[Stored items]
================
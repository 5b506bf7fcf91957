//! # 订阅处理器
//!
//! 等级目录、功能门控查询、访问视图与结账会话

use axum::Json;
use axum::extract::{Extension, Path, State};
use axum::http::HeaderMap;
use axum::response::Response;
use serde::{Deserialize, Serialize};
use std::sync::Arc;

use super::fail;
use crate::api::middleware::{AuthContext, RequestId, resolve_auth};
use crate::api::response;
use crate::api::server::AppState;
use crate::logging::LogComponent;
use crate::subscription::{SubscriptionAccess, TIER_TABLE, Tier, required_tier};
use crate::validation_error;

/// 功能检查结果
#[derive(Debug, Serialize)]
pub struct FeatureCheck {
    pub feature: String,
    pub allowed: bool,
    /// 未知功能为空
    pub required_tier: Option<Tier>,
    pub authenticated: bool,
}

#[derive(Debug, Deserialize)]
pub struct CheckoutRequest {
    pub tier: String,
}

/// 全部等级及其价格、功能与限额
pub async fn list_tiers() -> Response {
    response::success(&TIER_TABLE)
}

/// 当前用户的订阅访问视图
pub async fn get_access(Extension(auth): Extension<Arc<AuthContext>>) -> Response {
    response::success(SubscriptionAccess::for_user(&auth.user))
}

/// 查询某个功能对当前调用方是否开放；未登录一律不开放
pub async fn check_feature(
    State(state): State<AppState>,
    Extension(request_id): Extension<RequestId>,
    headers: HeaderMap,
    Path(feature): Path<String>,
) -> Response {
    let access = match resolve_auth(&state, &headers).await {
        Ok(Some(auth)) => SubscriptionAccess::for_user(&auth.user),
        Ok(None) => SubscriptionAccess::unauthenticated(),
        Err(err) => {
            return fail(
                &request_id,
                LogComponent::Subscription,
                "check_feature",
                "解析会话失败",
                err,
            );
        }
    };

    response::success(FeatureCheck {
        allowed: access.can_access(&feature),
        required_tier: required_tier(&feature),
        authenticated: access.authenticated,
        feature,
    })
}

/// 为付费等级创建 Stripe 结账会话
pub async fn create_checkout(
    State(state): State<AppState>,
    Extension(request_id): Extension<RequestId>,
    Extension(auth): Extension<Arc<AuthContext>>,
    Json(request): Json<CheckoutRequest>,
) -> Response {
    let Some(tier) = Tier::parse(&request.tier) else {
        return response::app_error(validation_error!("Unknown tier '{}'", request.tier));
    };

    match state.stripe.create_checkout_session(&auth.user, tier).await {
        Ok(session) => response::success(session),
        Err(err) => fail(
            &request_id,
            LogComponent::Stripe,
            "create_checkout",
            "创建结账会话失败",
            err,
        ),
    }
}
================
**WHAT TO PRODUCE**
All of the entries above, written out exactly, make up the reply.

**ANSWER TO THIS PROBLEM**
repository 5b506bf7fcf91957
//! # 订阅处理器
//!
//! 等级目录、功能门控查询、访问视图与结账会话

use axum::Json;
use axum::extract::{Extension, Path, State};
use axum::http::HeaderMap;
use axum::response::Response;
use serde::{Deserialize, Serialize};
use std::sync::Arc;

use super::fail;
use crate::api::middleware::{AuthContext, RequestId, resolve_auth};
use crate::api::response;
use crate::api::server::AppState;
use crate::logging::LogComponent;
use crate::subscription::{SubscriptionAccess, TIER_TABLE, Tier, required_tier};
use crate::validation_error;

/// 功能检查结果
#[derive(Debug, Serialize)]
pub struct FeatureCheck {
    pub feature: String,
    pub allowed: bool,
    /// 未知功能为空
    pub required_tier: Option<Tier>,
    pub authenticated: bool,
}

#[derive(Debug, Deserialize)]
pub struct CheckoutRequest {
    pub tier: String,
}

/// 全部等级及其价格、功能与限额
pub async fn list_tiers() -> Response {
    response::success(&TIER_TABLE)
}

/// 当前用户的订阅访问视图
pub async fn get_access(Extension(auth): Extension<Arc<AuthContext>>) -> Response {
    response::success(SubscriptionAccess::for_user(&auth.user))
}

/// 查询某个功能对当前调用方是否开放；未登录一律不开放
pub async fn check_feature(
    State(state): State<AppState>,
    Extension(request_id): Extension<RequestId>,
    headers: HeaderMap,
    Path(feature): Path<String>,
) -> Response {
    let access = match resolve_auth(&state, &headers).await {
        Ok(Some(auth)) => SubscriptionAccess::for_user(&auth.user),
        Ok(None) => SubscriptionAccess::unauthenticated(),
        Err(err) => {
            return fail(
                &request_id,
                LogComponent::Subscription,
                "check_feature",
                "解析会话失败",
                err,
            );
        }
    };

    response::success(FeatureCheck {
        allowed: access.can_access(&feature),
        required_tier: required_tier(&feature),
        authenticated: access.authenticated,
        feature,
    })
}

/// 为付费等级创建 Stripe 结账会话
pub async fn create_checkout(
    State(state): State<AppState>,
    Extension(request_id): Extension<RequestId>,
    Extension(auth): Extension<Arc<AuthContext>>,
    Json(request): Json<CheckoutRequest>,
) -> Response {
    let Some(tier) = Tier::parse(&request.tier) else {
        return response::app_error(validation_error!("Unknown tier '{}'", request.tier));
    };

    match state.stripe.create_checkout_session(&auth.user, tier).await {
        Ok(session) => response::success(session),
        Err(err) => fail(
            &request_id,
            LogComponent::Stripe,
            "create_checkout",
            "创建结账会话失败",
            err,
        ),
    }
}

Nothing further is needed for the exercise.